## GIVEN ENTRIES
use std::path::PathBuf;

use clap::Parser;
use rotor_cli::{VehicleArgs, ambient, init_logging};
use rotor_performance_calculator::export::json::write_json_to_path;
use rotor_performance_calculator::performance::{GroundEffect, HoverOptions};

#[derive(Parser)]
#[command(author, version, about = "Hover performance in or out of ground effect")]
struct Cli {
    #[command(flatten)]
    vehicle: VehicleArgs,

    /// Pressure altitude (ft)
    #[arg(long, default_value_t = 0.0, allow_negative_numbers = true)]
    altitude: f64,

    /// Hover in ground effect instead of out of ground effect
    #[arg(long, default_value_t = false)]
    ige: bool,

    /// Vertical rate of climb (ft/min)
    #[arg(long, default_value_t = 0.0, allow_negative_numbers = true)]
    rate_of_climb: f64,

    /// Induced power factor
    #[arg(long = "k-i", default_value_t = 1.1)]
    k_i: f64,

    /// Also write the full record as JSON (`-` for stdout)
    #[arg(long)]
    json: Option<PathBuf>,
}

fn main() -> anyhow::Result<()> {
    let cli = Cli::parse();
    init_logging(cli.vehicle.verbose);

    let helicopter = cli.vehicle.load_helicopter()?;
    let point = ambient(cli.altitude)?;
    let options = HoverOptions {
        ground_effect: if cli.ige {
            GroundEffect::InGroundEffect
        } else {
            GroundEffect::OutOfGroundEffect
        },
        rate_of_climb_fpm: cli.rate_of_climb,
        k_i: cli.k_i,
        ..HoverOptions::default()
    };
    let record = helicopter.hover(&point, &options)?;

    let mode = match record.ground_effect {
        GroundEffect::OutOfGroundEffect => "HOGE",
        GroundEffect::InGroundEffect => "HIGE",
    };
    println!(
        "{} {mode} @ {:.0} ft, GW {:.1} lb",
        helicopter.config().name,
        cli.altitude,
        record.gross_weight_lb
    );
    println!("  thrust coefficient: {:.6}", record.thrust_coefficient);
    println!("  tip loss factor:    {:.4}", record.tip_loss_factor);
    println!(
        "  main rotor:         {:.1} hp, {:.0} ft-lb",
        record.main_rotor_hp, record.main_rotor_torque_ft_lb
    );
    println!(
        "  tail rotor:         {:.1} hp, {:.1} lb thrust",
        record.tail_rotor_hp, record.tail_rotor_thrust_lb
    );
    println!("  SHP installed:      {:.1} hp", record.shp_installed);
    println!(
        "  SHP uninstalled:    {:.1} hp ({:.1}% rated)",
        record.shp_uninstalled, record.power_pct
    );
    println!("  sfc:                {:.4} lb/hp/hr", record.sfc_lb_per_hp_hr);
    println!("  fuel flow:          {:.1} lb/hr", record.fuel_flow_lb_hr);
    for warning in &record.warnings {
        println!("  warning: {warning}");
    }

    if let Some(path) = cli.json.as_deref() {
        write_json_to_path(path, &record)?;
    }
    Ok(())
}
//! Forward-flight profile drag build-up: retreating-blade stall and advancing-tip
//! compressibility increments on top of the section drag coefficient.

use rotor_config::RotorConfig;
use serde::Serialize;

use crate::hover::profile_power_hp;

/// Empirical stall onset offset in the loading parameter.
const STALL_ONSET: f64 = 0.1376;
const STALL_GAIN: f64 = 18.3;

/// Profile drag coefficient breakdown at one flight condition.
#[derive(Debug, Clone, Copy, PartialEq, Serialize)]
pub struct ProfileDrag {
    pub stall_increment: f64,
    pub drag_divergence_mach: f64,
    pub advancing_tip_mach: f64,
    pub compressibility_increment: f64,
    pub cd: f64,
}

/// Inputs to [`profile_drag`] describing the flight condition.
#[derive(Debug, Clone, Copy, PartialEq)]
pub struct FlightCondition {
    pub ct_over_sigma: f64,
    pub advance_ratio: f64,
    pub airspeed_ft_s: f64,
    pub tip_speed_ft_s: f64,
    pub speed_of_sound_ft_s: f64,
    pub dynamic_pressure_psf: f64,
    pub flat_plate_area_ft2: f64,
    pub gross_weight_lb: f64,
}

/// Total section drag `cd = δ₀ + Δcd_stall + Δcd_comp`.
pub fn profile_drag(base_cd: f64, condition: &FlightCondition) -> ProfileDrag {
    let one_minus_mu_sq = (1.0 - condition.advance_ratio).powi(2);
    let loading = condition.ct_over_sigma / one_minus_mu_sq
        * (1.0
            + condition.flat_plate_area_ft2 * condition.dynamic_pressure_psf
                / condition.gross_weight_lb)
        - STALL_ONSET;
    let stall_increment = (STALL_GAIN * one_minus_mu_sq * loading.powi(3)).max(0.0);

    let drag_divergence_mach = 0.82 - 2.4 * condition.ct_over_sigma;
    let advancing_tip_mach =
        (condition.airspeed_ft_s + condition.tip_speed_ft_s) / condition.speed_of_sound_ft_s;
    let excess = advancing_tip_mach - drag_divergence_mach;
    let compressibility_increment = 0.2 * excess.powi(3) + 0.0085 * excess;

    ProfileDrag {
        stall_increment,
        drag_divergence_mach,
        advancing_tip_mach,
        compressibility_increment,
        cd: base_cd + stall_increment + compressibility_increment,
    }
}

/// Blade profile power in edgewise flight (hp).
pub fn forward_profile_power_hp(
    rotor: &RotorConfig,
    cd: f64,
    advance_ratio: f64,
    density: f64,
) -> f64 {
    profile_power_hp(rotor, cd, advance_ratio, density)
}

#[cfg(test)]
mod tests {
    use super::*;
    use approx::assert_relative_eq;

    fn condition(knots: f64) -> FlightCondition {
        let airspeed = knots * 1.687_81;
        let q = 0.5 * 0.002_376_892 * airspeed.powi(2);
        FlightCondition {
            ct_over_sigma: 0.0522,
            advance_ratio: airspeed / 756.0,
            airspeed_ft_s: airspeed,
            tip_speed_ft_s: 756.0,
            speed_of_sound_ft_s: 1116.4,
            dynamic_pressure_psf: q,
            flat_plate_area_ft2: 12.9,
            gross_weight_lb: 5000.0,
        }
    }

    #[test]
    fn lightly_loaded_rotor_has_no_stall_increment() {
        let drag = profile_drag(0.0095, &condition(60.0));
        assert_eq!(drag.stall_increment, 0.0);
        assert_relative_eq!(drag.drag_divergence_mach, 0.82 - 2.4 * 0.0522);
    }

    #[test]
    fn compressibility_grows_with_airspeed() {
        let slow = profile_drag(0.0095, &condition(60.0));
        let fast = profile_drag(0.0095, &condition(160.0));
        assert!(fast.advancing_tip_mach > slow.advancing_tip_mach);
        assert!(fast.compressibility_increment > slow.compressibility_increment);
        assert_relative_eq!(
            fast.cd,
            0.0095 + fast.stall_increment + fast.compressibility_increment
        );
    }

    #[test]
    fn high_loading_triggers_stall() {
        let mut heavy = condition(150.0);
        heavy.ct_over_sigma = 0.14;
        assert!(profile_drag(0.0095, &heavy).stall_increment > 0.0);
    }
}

## EXERCISE DETAILS
Output each line exactly, from the first line of the data down to the line that contains "Induced power factor", both included.

## ANSWER TO THIS TASK
use std::path::PathBuf;

use clap::Parser;
use rotor_cli::{VehicleArgs, ambient, init_logging};
use rotor_performance_calculator::export::json::write_json_to_path;
use rotor_performance_calculator::performance::{GroundEffect, HoverOptions};

#[derive(Parser)]
#[command(author, version, about = "Hover performance in or out of ground effect")]
struct Cli {
    #[command(flatten)]
    vehicle: VehicleArgs,

    /// Pressure altitude (ft)
    #[arg(long, default_value_t = 0.0, allow_negative_numbers = true)]
    altitude: f64,

    /// Hover in ground effect instead of out of ground effect
    #[arg(long, default_value_t = false)]
    ige: bool,

    /// Vertical rate of climb (ft/min)
    #[arg(long, default_value_t = 0.0, allow_negative_numbers = true)]
    rate_of_climb: f64,

    /// Induced power factor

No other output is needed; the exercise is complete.